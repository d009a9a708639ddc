//! Every source file has a unit test file at the same relative path under
//! `tests/unit`, and every test file holds at least one test

#[cfg(test)]
mod tests {
    use std::collections::BTreeSet;
    use std::fs;
    use std::io;
    use std::path::Path;

    /// Files that only declare modules or start a binary
    fn is_structural(relative: &str) -> bool {
        let name = Path::new(relative)
            .file_name()
            .and_then(|name| name.to_str())
            .unwrap_or_default();
        matches!(name, "lib.rs" | "main.rs" | "mod.rs")
    }

    /// Relative paths of every `.rs` file below `base`, with `/` separators
    fn rust_files(base: &Path) -> io::Result<BTreeSet<String>> {
        let mut found = BTreeSet::new();
        let mut pending = vec![base.to_path_buf()];
        while let Some(dir) = pending.pop() {
            for entry in fs::read_dir(&dir)? {
                let path = entry?.path();
                if path.is_dir() {
                    pending.push(path);
                } else if path.extension().and_then(|ext| ext.to_str()) == Some("rs") {
                    let relative = path
                        .strip_prefix(base)
                        .map_err(io::Error::other)?
                        .components()
                        .map(|part| part.as_os_str().to_string_lossy().into_owned())
                        .collect::<Vec<_>>()
                        .join("/");
                    found.insert(relative);
                }
            }
        }
        Ok(found)
    }

    fn source_and_unit_files() -> (BTreeSet<String>, BTreeSet<String>) {
        let sources = rust_files(Path::new("src")).expect("src is readable");
        let units = rust_files(Path::new("tests/unit")).expect("tests/unit is readable");
        let keep = |set: BTreeSet<String>| {
            set.into_iter()
                .filter(|path| !is_structural(path))
                .collect::<BTreeSet<_>>()
        };
        (keep(sources), keep(units))
    }

    // Tests each module file has a unit test counterpart
    #[test]
    fn test_all_src_files_have_unit_tests() {
        let (sources, units) = source_and_unit_files();

        let missing: Vec<_> = sources.difference(&units).collect();
        assert!(
            missing.is_empty(),
            "Source files without tests/unit counterparts: {missing:?}"
        );
    }

    // Tests no unit test file outlives its source file
    #[test]
    fn test_all_unit_tests_have_src_counterparts() {
        let (sources, units) = source_and_unit_files();

        let orphaned: Vec<_> = units.difference(&sources).collect();
        assert!(
            orphaned.is_empty(),
            "Unit test files without src counterparts: {orphaned:?}"
        );
    }

    // Tests every non-structural test file declares a test
    #[test]
    fn test_all_test_files_contain_tests() {
        let tests_dir = Path::new("tests");
        let files = rust_files(tests_dir).expect("tests is readable");

        let empty: Vec<_> = files
            .iter()
            .filter(|relative| !is_structural(relative))
            .filter(|relative| {
                fs::read_to_string(tests_dir.join(relative.as_str()))
                    .map(|content| !content.contains("#[test]"))
                    .unwrap_or(true)
            })
            .collect();
        assert!(empty.is_empty(), "Test files without any #[test]: {empty:?}");
    }
}
//! CLI entry point for the word-set exact cover solver

use clap::Parser;
use wordlinks::io::cli::{Cli, WordSolver};

fn main() -> wordlinks::Result<()> {
    let cli = Cli::parse();
    let mut solver = WordSolver::new(cli);
    solver.process().map(|_| ())
}
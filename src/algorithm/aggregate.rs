//! Order-independent merge of solutions arriving from many workers

use crate::io::configuration::{CANONICAL_KEY_SEPARATOR, DISPLAY_SEPARATOR};
use std::collections::{HashMap, HashSet};
use std::fmt;

/// A deduplicated solution as shown to the user: display names, sorted
#[derive(Clone, Debug, PartialEq, Eq, Hash)]
pub struct DisplaySolution(Vec<String>);

impl DisplaySolution {
    /// The display names in sorted order
    pub fn names(&self) -> &[String] {
        &self.0
    }
}

impl fmt::Display for DisplaySolution {
    fn fmt(&self, f: &mut fmt::Formatter<'_>) -> fmt::Result {
        f.write_str(&self.0.join(DISPLAY_SEPARATOR))
    }
}

/// Collects solutions, keeping the first arrival of each distinct set of
/// option names
#[derive(Clone, Debug, Default)]
pub struct ResultAggregator {
    /// Option name to display name; unmapped names display as themselves
    display_names: HashMap<String, String>,
    seen: HashSet<String>,
    solutions: Vec<DisplaySolution>,
}

impl ResultAggregator {
    /// Aggregator that displays option names unchanged
    pub fn new() -> Self {
        Self::default()
    }

    /// Aggregator that maps option names through `display_names`
    pub fn with_display_names(display_names: HashMap<String, String>) -> Self {
        Self {
            display_names,
            ..Self::default()
        }
    }

    /// The order-independent key of a solution: its sorted option names,
    /// comma-joined
    pub fn canonical_key(solution: &[String]) -> String {
        let mut names = solution.to_vec();
        names.sort();
        names.join(CANONICAL_KEY_SEPARATOR)
    }

    /// Record a solution
    ///
    /// Returns the new display entry, or [`None`] when a solution with the
    /// same canonical key was already recorded.
    pub fn record(&mut self, solution: Vec<String>) -> Option<&DisplaySolution> {
        if !self.seen.insert(Self::canonical_key(&solution)) {
            return None;
        }

        let mut display: Vec<String> = solution
            .into_iter()
            .map(|name| self.display_names.get(&name).cloned().unwrap_or(name))
            .collect();
        display.sort();
        self.solutions.push(DisplaySolution(display));
        self.solutions.last()
    }

    /// Distinct solutions recorded so far
    pub fn len(&self) -> usize {
        self.solutions.len()
    }

    /// Whether nothing has been recorded
    pub fn is_empty(&self) -> bool {
        self.solutions.is_empty()
    }

    /// Display entries in order of first arrival
    pub fn solutions(&self) -> &[DisplaySolution] {
        &self.solutions
    }
}
//! Tests for worker messages: wire shape and request processing

#[cfg(test)]
mod tests {
    use serde_json::json;
    use std::ops::ControlFlow;
    use std::time::Duration;
    use wordlinks::algorithm::matrix::OptionMap;
    use wordlinks::algorithm::protocol::{WorkerRequest, WorkerResponse, serve};
    use wordlinks::algorithm::search::SearchOutcome;

    fn options(entries: &[(&str, &[char])]) -> OptionMap<char> {
        entries
            .iter()
            .map(|(name, items)| ((*name).to_string(), items.to_vec()))
            .collect()
    }

    fn request(given_options: &[&str]) -> WorkerRequest<char> {
        WorkerRequest::Solve {
            options: options(&[("ab", &['a', 'b']), ("c", &['c']), ("a", &['a'])]),
            items: Vec::new(),
            given_options: given_options.iter().map(ToString::to_string).collect(),
        }
    }

    fn serve_all(request: WorkerRequest<char>) -> (SearchOutcome, Vec<WorkerResponse>) {
        let mut responses = Vec::new();
        let outcome = serve(
            request,
            Duration::ZERO,
            |response| {
                responses.push(response);
                ControlFlow::Continue(())
            },
            || ControlFlow::Continue(()),
        )
        .expect("valid request");
        (outcome, responses)
    }

    // Tests a plain request serializes to the bare solve shape
    #[test]
    fn test_request_wire_shape() {
        let value = serde_json::to_value(request(&[])).expect("serializable");

        assert_eq!(
            value,
            json!({
                "type": "solve",
                "options": { "a": ["a"], "ab": ["a", "b"], "c": ["c"] }
            })
        );
    }

    // Tests absent optional fields default to empty lists
    #[test]
    fn test_request_without_optional_fields() {
        let text = r#"{"type":"solve","options":{"c":["c"]}}"#;

        let parsed: WorkerRequest<char> = serde_json::from_str(text).expect("valid json");

        assert_eq!(
            parsed,
            WorkerRequest::Solve {
                options: options(&[("c", &['c'])]),
                items: Vec::new(),
                given_options: Vec::new(),
            }
        );
    }

    // Tests optional request fields are read back when present
    #[test]
    fn test_request_with_optional_fields() {
        let text = r#"{"type":"solve","options":{"x":["x"]},"items":["x","y"],"givenOptions":["x"]}"#;

        let parsed: WorkerRequest<char> = serde_json::from_str(text).expect("valid json");

        assert_eq!(
            parsed,
            WorkerRequest::Solve {
                options: options(&[("x", &['x'])]),
                items: vec!['x', 'y'],
                given_options: vec!["x".to_string()],
            }
        );
    }

    // Tests responses serialize with a lowercase type tag
    #[test]
    fn test_response_wire_shape() {
        let solution = WorkerResponse::Solution {
            solution: vec!["ab".to_string(), "c".to_string()],
        };

        assert_eq!(
            serde_json::to_value(&solution).expect("serializable"),
            json!({ "type": "solution", "solution": ["ab", "c"] })
        );
        assert_eq!(
            serde_json::to_value(&WorkerResponse::Completed).expect("serializable"),
            json!({ "type": "completed" })
        );
    }

    // Tests solutions stream before a single completion
    #[test]
    fn test_serve_streams_then_completes() {
        let (outcome, responses) = serve_all(request(&[]));

        assert_eq!(outcome, SearchOutcome::Exhausted);
        assert_eq!(
            responses,
            vec![
                WorkerResponse::Solution {
                    solution: vec!["ab".to_string(), "c".to_string()],
                },
                WorkerResponse::Completed,
            ]
        );
    }

    // Tests a contradictory forced option still completes, with no solutions
    #[test]
    fn test_contradiction_completes_without_solutions() {
        let (outcome, responses) = serve_all(request(&["missing"]));

        assert!(matches!(outcome, SearchOutcome::Contradiction { .. }));
        assert_eq!(responses, vec![WorkerResponse::Completed]);
    }

    // Tests an explicit universe leaves unmentioned items uncoverable
    #[test]
    fn test_explicit_items_are_honoured() {
        let (_, responses) = serve_all(WorkerRequest::Solve {
            options: options(&[("a", &['a'])]),
            items: vec!['a', 'b'],
            given_options: Vec::new(),
        });

        assert_eq!(responses, vec![WorkerResponse::Completed]);
    }

    // Tests a pulse callback break abandons the request without completion
    #[test]
    fn test_pulse_break_stops_without_completion() {
        let mut responses = Vec::new();
        let outcome = serve(
            request(&[]),
            Duration::ZERO,
            |response| {
                responses.push(response);
                ControlFlow::Continue(())
            },
            || ControlFlow::Break(()),
        )
        .expect("valid request");

        assert_eq!(outcome, SearchOutcome::Stopped);
        assert!(responses.is_empty());
    }

    // Tests a malformed request is an error rather than an empty result
    #[test]
    fn test_malformed_request_is_error() {
        let result = serve(
            WorkerRequest::Solve {
                options: options(&[("none", &[])]),
                items: Vec::new(),
                given_options: Vec::new(),
            },
            Duration::ZERO,
            |_| ControlFlow::Continue(()),
            || ControlFlow::Continue(()),
        );

        assert!(result.is_err());
    }
}
//! Error types for matrix construction, dispatch and word-list ingestion

use std::fmt;
use std::path::PathBuf;

/// Main error type for all solver operations
#[derive(Debug)]
pub enum CoverError {
    /// Some items of the universe appear in no option
    ///
    /// Detected during pre-flight validation, before any sub-instance is
    /// dispatched. The whole operation is aborted.
    UncoverableItems {
        /// Items that no option covers, in universe order
        items: Vec<String>,
    },

    /// An option refers to an item outside the universe of the matrix
    UnknownItem {
        /// Name of the offending option
        option: String,
        /// The item that has no column
        item: String,
    },

    /// An option lists the same item more than once
    DuplicateItem {
        /// Name of the offending option
        option: String,
        /// The repeated item
        item: String,
    },

    /// An option covers no item at all
    EmptyOption {
        /// Name of the offending option
        option: String,
    },

    /// Configuration parameter validation failed
    InvalidParameter {
        /// Name of the invalid parameter
        parameter: &'static str,
        /// Provided value that failed validation
        value: String,
        /// Explanation of why the value is invalid
        reason: String,
    },

    /// Reading a word list from disk failed
    FileSystem {
        /// Path involved in the operation
        path: PathBuf,
        /// Description of the operation that failed
        operation: &'static str,
        /// Underlying I/O error
        source: std::io::Error,
    },

    /// Word list input doesn't meet the ingestion requirements
    InvalidWordList {
        /// Description of what's wrong with the input
        reason: String,
    },

    /// A worker thread stopped without reporting completion
    WorkerDisconnected {
        /// Index of the worker in the pool
        worker: usize,
    },

    /// A worker thread panicked; the payload is kept when it was a string
    WorkerPanicked {
        /// Index of the worker in the pool
        worker: usize,
        /// Panic message
        message: String,
    },

    /// The operating system refused to start a worker thread
    WorkerSpawn {
        /// Index of the worker in the pool
        worker: usize,
        /// Underlying I/O error
        source: std::io::Error,
    },
}

impl fmt::Display for CoverError {
    fn fmt(&self, f: &mut fmt::Formatter<'_>) -> fmt::Result {
        match self {
            Self::UncoverableItems { items } => {
                write!(f, "Items covered by no option: {}", items.join(", "))
            }
            Self::UnknownItem { option, item } => {
                write!(f, "Option '{option}' refers to unknown item '{item}'")
            }
            Self::DuplicateItem { option, item } => {
                write!(f, "Option '{option}' lists item '{item}' more than once")
            }
            Self::EmptyOption { option } => {
                write!(f, "Option '{option}' covers no items")
            }
            Self::InvalidParameter {
                parameter,
                value,
                reason,
            } => {
                write!(f, "Invalid parameter '{parameter}' = '{value}': {reason}")
            }
            Self::FileSystem {
                path,
                operation,
                source,
            } => {
                write!(
                    f,
                    "File system error during {operation} on '{}': {source}",
                    path.display()
                )
            }
            Self::InvalidWordList { reason } => {
                write!(f, "Invalid word list: {reason}")
            }
            Self::WorkerDisconnected { worker } => {
                write!(f, "Worker {worker} disconnected before completing its work")
            }
            Self::WorkerPanicked { worker, message } => {
                write!(f, "Worker {worker} panicked: {message}")
            }
            Self::WorkerSpawn { worker, source } => {
                write!(f, "Failed to start worker {worker}: {source}")
            }
        }
    }
}

impl std::error::Error for CoverError {
    fn source(&self) -> Option<&(dyn std::error::Error + 'static)> {
        match self {
            Self::FileSystem { source, .. } | Self::WorkerSpawn { source, .. } => Some(source),
            _ => None,
        }
    }
}

/// Convenience type alias for solver results
pub type Result<T> = std::result::Result<T, CoverError>;

/// Create an invalid parameter error
pub fn invalid_parameter(
    parameter: &'static str,
    value: &impl ToString,
    reason: &impl ToString,
) -> CoverError {
    CoverError::InvalidParameter {
        parameter,
        value: value.to_string(),
        reason: reason.to_string(),
    }
}

/// Create a file system error for the given path and operation
pub fn file_system_error(
    path: impl Into<PathBuf>,
    operation: &'static str,
    source: std::io::Error,
) -> CoverError {
    CoverError::FileSystem {
        path: path.into(),
        operation,
        source,
    }
}
//! Tests for solver constants and `SolveConfig` validation

#[cfg(test)]
mod tests {
    use std::time::Duration;
    use wordlinks::CoverError;
    use wordlinks::io::configuration::{
        ALPHABET, CANONICAL_KEY_SEPARATOR, DEFAULT_PULSE_INTERVAL_MS, DISPLAY_SEPARATOR,
        MAX_WORD_LISTS, SolveConfig, WORD_LENGTH, available_concurrency,
    };

    // Tests the alphabet is a..z in order
    #[test]
    fn test_alphabet_is_lowercase_ascii() {
        assert_eq!(ALPHABET.len(), 26);
        assert_eq!(ALPHABET.first(), Some(&'a'));
        assert_eq!(ALPHABET.last(), Some(&'z'));
        assert!(ALPHABET.windows(2).all(|pair| pair[0] < pair[1]));
    }

    // Tests word and list limits
    #[test]
    fn test_word_limits() {
        assert_eq!(WORD_LENGTH, 5);
        assert_eq!(MAX_WORD_LISTS, 2);
    }

    // Tests separators used for keys and display
    #[test]
    fn test_separators() {
        assert_eq!(CANONICAL_KEY_SEPARATOR, ",");
        assert_eq!(DISPLAY_SEPARATOR, ", ");
    }

    // Tests defaults use hardware parallelism and the standard pulse interval
    #[test]
    fn test_default_config() {
        let config = SolveConfig::default();

        assert_eq!(config.concurrency, available_concurrency());
        assert_eq!(
            config.pulse_interval,
            Duration::from_millis(DEFAULT_PULSE_INTERVAL_MS)
        );
        assert!(config.given_options.is_empty());
        assert!(config.validate().is_ok());
    }

    // Tests builder methods set each field
    #[test]
    fn test_builders() {
        let config = SolveConfig::default()
            .with_concurrency(3)
            .with_pulse_interval(Duration::from_millis(7))
            .with_given_options(["dorsw", "altwz"]);

        assert_eq!(config.concurrency, 3);
        assert_eq!(config.pulse_interval, Duration::from_millis(7));
        assert_eq!(config.given_options, ["dorsw", "altwz"]);
    }

    // Tests zero workers are rejected
    #[test]
    fn test_zero_concurrency_invalid() {
        let config = SolveConfig::default().with_concurrency(0);

        assert!(matches!(
            config.validate(),
            Err(CoverError::InvalidParameter { .. })
        ));
    }

    // Tests effective concurrency is capped by hardware and never zero
    #[test]
    fn test_effective_concurrency_bounds() {
        let huge = SolveConfig::default().with_concurrency(usize::MAX);
        assert_eq!(huge.effective_concurrency(), available_concurrency());

        let single = SolveConfig::default().with_concurrency(1);
        assert_eq!(single.effective_concurrency(), 1);

        let zero = SolveConfig::default().with_concurrency(0);
        assert_eq!(zero.effective_concurrency(), 1);
    }

    // Tests detected parallelism is positive
    #[test]
    fn test_available_concurrency_positive() {
        assert!(available_concurrency() >= 1);
    }
}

**Work to be completed**
When a line of the records includes "ToString", that line belongs in the answer.

**Task answer**
            given_options: given_options.iter().map(ToString::to_string).collect(),
    value: &impl ToString,
    reason: &impl ToString,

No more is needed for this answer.